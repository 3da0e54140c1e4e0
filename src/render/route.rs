//! Route attachment: binding UDPRoutes to gateway listeners

use std::collections::BTreeSet;

use crate::config::EndpointPolicy;
use crate::crd::{
    condition_reasons as reasons, condition_types as types, Condition, ConditionStatus, ObjectKey,
    ParentReference, RouteParentStatus,
};
use crate::document::ClusterConfig;
use crate::store::Snapshot;

use super::cluster::{resolve_backends, ResolvedBackends};
use super::listener::ListenerPlan;

/// Result of attaching routes to one gateway
#[derive(Debug, Default)]
pub(crate) struct Attachments {
    /// Clusters of every route attached to at least one listener
    pub clusters: Vec<ClusterConfig>,
    /// Parent status entries, one per matching parentRef
    pub parents: Vec<(ObjectKey, RouteParentStatus)>,
}

struct Rejection {
    reason: &'static str,
    message: String,
}

fn parent_conditions(
    accepted: Result<(), &Rejection>,
    backends: &ResolvedBackends,
    generation: Option<i64>,
) -> Vec<Condition> {
    match accepted {
        Ok(()) => vec![
            Condition::new(
                types::ACCEPTED,
                ConditionStatus::True,
                reasons::ACCEPTED,
                "route accepted",
            )
            .observed(generation),
            backends.resolved_refs.clone(),
        ],
        Err(rejection) => vec![
            Condition::new(
                types::ACCEPTED,
                ConditionStatus::False,
                rejection.reason,
                rejection.message.clone(),
            )
            .observed(generation),
            Condition::new(
                types::RESOLVED_REFS,
                ConditionStatus::False,
                rejection.reason,
                rejection.message.clone(),
            )
            .observed(generation),
        ],
    }
}

fn targets(parent: &ParentReference, route_namespace: &str, gateway_key: &ObjectKey) -> bool {
    parent.is_gateway() && parent.gateway_key(route_namespace) == *gateway_key
}

/// Pick the listeners a parentRef attaches to
fn match_listeners(
    parent: &ParentReference,
    listeners: &[ListenerPlan],
    gateway_namespace: &str,
    route_namespace: &str,
) -> Result<Vec<usize>, Rejection> {
    let candidates: Vec<usize> = listeners
        .iter()
        .enumerate()
        .filter(|(_, l)| parent.section_name.as_ref().map_or(true, |s| *s == l.name))
        .filter(|(_, l)| parent.port.map_or(true, |p| l.port.map(i32::from) == Some(p)))
        .map(|(i, _)| i)
        .collect();
    if candidates.is_empty() {
        let message = match (&parent.section_name, parent.port) {
            (Some(section), _) => format!("gateway has no listener named {section}"),
            (None, Some(port)) => format!("gateway has no listener on port {port}"),
            (None, None) => "gateway has no listeners".to_string(),
        };
        return Err(Rejection {
            reason: reasons::NO_MATCHING_PARENT,
            message,
        });
    }

    let allowed: Vec<usize> = candidates
        .into_iter()
        .filter(|&i| listeners[i].admits(gateway_namespace, route_namespace))
        .collect();
    if allowed.is_empty() {
        return Err(Rejection {
            reason: reasons::NOT_ALLOWED_BY_LISTENERS,
            message: format!("no listener admits UDPRoutes from namespace {route_namespace}"),
        });
    }

    let ready: Vec<usize> = allowed.into_iter().filter(|&i| listeners[i].is_ready()).collect();
    if ready.is_empty() {
        return Err(Rejection {
            reason: reasons::NO_MATCHING_PARENT,
            message: "no matching listener is ready".to_string(),
        });
    }
    Ok(ready)
}

/// Attach every route naming this gateway to its listeners
///
/// Listener route lists and attached-route counts are updated in place.
/// A route attached through several parentRefs or to several listeners is
/// rendered as a single cluster.
pub(crate) fn attach_routes(
    snapshot: &Snapshot,
    gateway_key: &ObjectKey,
    listeners: &mut [ListenerPlan],
    controller_name: &str,
    policy: EndpointPolicy,
) -> Attachments {
    let gateway_namespace = gateway_key.namespace_or_default();
    let mut out = Attachments::default();

    for (route_key, route) in snapshot.routes_for_gateway(gateway_key) {
        let route_namespace = route_key.namespace_or_default();
        let generation = route.metadata.generation;
        let backends = resolve_backends(snapshot, route_key, route, policy);
        let mut attached_to: BTreeSet<usize> = BTreeSet::new();
        let mut seen_parents = BTreeSet::new();

        for parent in route
            .spec
            .parent_refs
            .iter()
            .filter(|p| targets(p, route_namespace, gateway_key))
        {
            if !seen_parents.insert(parent.clone()) {
                continue;
            }
            let outcome = match_listeners(parent, listeners, gateway_namespace, route_namespace);
            let conditions = parent_conditions(outcome.as_ref().map(|_| ()), &backends, generation);
            if let Ok(indices) = outcome {
                attached_to.extend(indices);
            }
            out.parents.push((
                route_key.clone(),
                RouteParentStatus {
                    parent_ref: parent.clone(),
                    controller_name: controller_name.to_string(),
                    conditions,
                },
            ));
        }

        if attached_to.is_empty() {
            continue;
        }
        for index in attached_to {
            let listener = &mut listeners[index];
            listener.attached_routes += 1;
            listener.routes.insert(backends.cluster.name.clone());
        }
        out.clusters.push(backends.cluster);
    }

    out
}

/// Parent entries for routes of a gateway that is not being programmed
///
/// `reason` is used for Accepted. When `keep_backend_status` is set, the
/// route's backend resolution is reported as ResolvedRefs; otherwise
/// ResolvedRefs mirrors the rejection.
pub(crate) fn rejected_parents(
    snapshot: &Snapshot,
    gateway_key: &ObjectKey,
    controller_name: &str,
    policy: EndpointPolicy,
    reason: &'static str,
    message: &str,
    keep_backend_status: bool,
) -> Vec<(ObjectKey, RouteParentStatus)> {
    let mut parents = Vec::new();
    for (route_key, route) in snapshot.routes_for_gateway(gateway_key) {
        let route_namespace = route_key.namespace_or_default();
        let generation = route.metadata.generation;
        let backends = resolve_backends(snapshot, route_key, route, policy);
        let rejection = Rejection {
            reason,
            message: message.to_string(),
        };
        let mut seen = BTreeSet::new();
        for parent in route
            .spec
            .parent_refs
            .iter()
            .filter(|p| targets(p, route_namespace, gateway_key))
        {
            if !seen.insert(parent.clone()) {
                continue;
            }
            let mut conditions = parent_conditions(Err(&rejection), &backends, generation);
            if keep_backend_status {
                conditions[1] = backends.resolved_refs.clone();
            }
            parents.push((
                route_key.clone(),
                RouteParentStatus {
                    parent_ref: parent.clone(),
                    controller_name: controller_name.to_string(),
                    conditions,
                },
            ));
        }
    }
    parents
}

/// Parent entry for a parentRef whose gateway does not exist
pub(crate) fn missing_parent(
    parent: &ParentReference,
    controller_name: &str,
    generation: Option<i64>,
) -> RouteParentStatus {
    let message = format!("gateway {} not found", parent.name);
    RouteParentStatus {
        parent_ref: parent.clone(),
        controller_name: controller_name.to_string(),
        conditions: vec![
            Condition::new(
                types::ACCEPTED,
                ConditionStatus::False,
                reasons::NO_MATCHING_PARENT,
                message.clone(),
            )
            .observed(generation),
            Condition::new(
                types::RESOLVED_REFS,
                ConditionStatus::False,
                reasons::NO_MATCHING_PARENT,
                message,
            )
            .observed(generation),
        ],
    }
}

....

## Prompt
Your output is to be the lines of the listing, exact and complete, starting at the first and ending with the line that contains "use super::listener::ListenerPlan;".

## Answer to the exercise
repository 3da0e54140c1e4e0
filename src/render/route.rs
//! Route attachment: binding UDPRoutes to gateway listeners

use std::collections::BTreeSet;

use crate::config::EndpointPolicy;
use crate::crd::{
    condition_reasons as reasons, condition_types as types, Condition, ConditionStatus, ObjectKey,
    ParentReference, RouteParentStatus,
};
use crate::document::ClusterConfig;
use crate::store::Snapshot;

use super::cluster::{resolve_backends, ResolvedBackends};
use super::listener::ListenerPlan;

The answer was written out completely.